Такой труд — также и в форме досуга — заполоняет всю нашу жизнь как фундаментальная репрессия и контроль, как необходимость постоянно чем-то заниматься во время и в месте, предписанных вездесущим кодом. Люди всюду должны быть приставлены к делу — в школе, на заводе, на пляже, у телевизора или же при переобучении: режим постоянной всеобщей мобилизации. Но подобный труд не является производительным в исходном смысле слова: это не более чем зеркальное отражение общества, его воображаемое, его фантастический принцип реальности. А может, и влечение к смерти.

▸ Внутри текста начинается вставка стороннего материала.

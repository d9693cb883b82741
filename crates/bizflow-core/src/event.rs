use crate::agent::{AgentId, AgentOutput};
use crate::reasoning::Complexity;
use crate::BizflowResult;
use async_trait::async_trait;
use chrono::{DateTime, Utc};
use serde::{Deserialize, Serialize};
use std::collections::BTreeMap;
use uuid::Uuid;

/// Events pushed to the human-facing UI.
///
/// The `type` tag values are the message kinds UI clients switch on.
#[derive(Debug, Clone, PartialEq, Serialize, Deserialize)]
#[serde(tag = "type", rename_all = "snake_case")]
pub enum WorkflowEvent {
    /// The plan gate opened.
    PlanApprovalRequest {
        request_id: String,
        task_description: String,
        sequence: Vec<AgentId>,
        rationale: BTreeMap<AgentId, String>,
        confidence: f32,
        complexity: Complexity,
        estimated_steps: usize,
        /// Set when the planner fell back to the default sequence.
        #[serde(default, skip_serializing_if = "Option::is_none")]
        fallback_reason: Option<String>,
    },
    /// The result gate opened.
    FinalResultsApprovalRequest {
        request_id: String,
        iteration: u32,
        results: BTreeMap<AgentId, AgentOutput>,
        summary: String,
    },
    /// A step transition inside a pass.
    WorkflowProgressUpdate {
        iteration: u32,
        step: usize,
        total_steps: usize,
        agent: AgentId,
    },
    /// The workflow stopped on an error or timeout.
    WorkflowError {
        stage: String,
        #[serde(default, skip_serializing_if = "Option::is_none")]
        agent: Option<AgentId>,
        message: String,
        status: String,
    },
    /// The workflow was cancelled.
    WorkflowCancelled { reason: String },
    /// The result was approved.
    WorkflowCompleted { iterations: u32, summary: String },
}

impl WorkflowEvent {
    /// The event's `type` tag.
    pub fn kind(&self) -> &'static str {
        match self {
            WorkflowEvent::PlanApprovalRequest { .. } => "plan_approval_request",
            WorkflowEvent::FinalResultsApprovalRequest { .. } => "final_results_approval_request",
            WorkflowEvent::WorkflowProgressUpdate { .. } => "workflow_progress_update",
            WorkflowEvent::WorkflowError { .. } => "workflow_error",
            WorkflowEvent::WorkflowCancelled { .. } => "workflow_cancelled",
            WorkflowEvent::WorkflowCompleted { .. } => "workflow_completed",
        }
    }
}

/// Envelope around a [`WorkflowEvent`].
///
/// Delivery is at-least-once; `id` lets consumers drop duplicates.
#[derive(Debug, Clone, PartialEq, Serialize, Deserialize)]
pub struct Notification {
    pub id: Uuid,
    pub workflow_id: Uuid,
    pub timestamp: DateTime<Utc>,
    #[serde(flatten)]
    pub event: WorkflowEvent,
}

impl Notification {
    /// Wrap an event for a workflow.
    pub fn new(workflow_id: Uuid, event: WorkflowEvent) -> Self {
        Self {
            id: Uuid::new_v4(),
            workflow_id,
            timestamp: Utc::now(),
            event,
        }
    }
}

/// Ordered outbound channel to the human reviewer.
#[async_trait]
pub trait Notifier: Send + Sync {
    async fn notify(&self, notification: &Notification) -> BizflowResult<()>;
}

На это и направлена вся нынешняя стратегия по отношению к труду: job enrichment,[67] гибкое рабочее расписание, подвижность кадров, переквалификация, постоянное профессиональное обучение, автономия и самоуправление, децентрализация трудового процесса — вплоть до калифорнийской утопии кибернетизированного труда, выполняемого на дому. Вас больше не отрывают грубо от обычной жизни, чтобы бросить во власть машины, — вас встраивают в эту машину вместе с вашим детством, вашими привычками, знакомствами, бессознательными влечениями и даже вместе с вашим нежеланием работать; при любых этих обстоятельствах вам подыщут подходящее место, персонализированный job[68] — a нет, так назначат пособие по безработице, рассчитанное по вашим личным параметрам; как бы то ни было, вас уже больше не оставят, главное, чтобы каждый являлся окончанием [terminal] целой сети, окончанием ничтожно малым, но все же включенным в сеть, — ни в коем случае не нечленораздельным криком, по языковым элементом [terme], появляющимся на выходе [au terme] всей структурной сети языка. Сама возможность выбирать работу, утопия соразмерного каждому труда означает, что игра окончена, что структура интеграции приняла тотальный характер. Рабочая сила больше не подвергается грубой купле-продаже, теперь она служит объектом дизайна, маркетинга, мерчендайзинга; производство включается в знаковую систему потребления.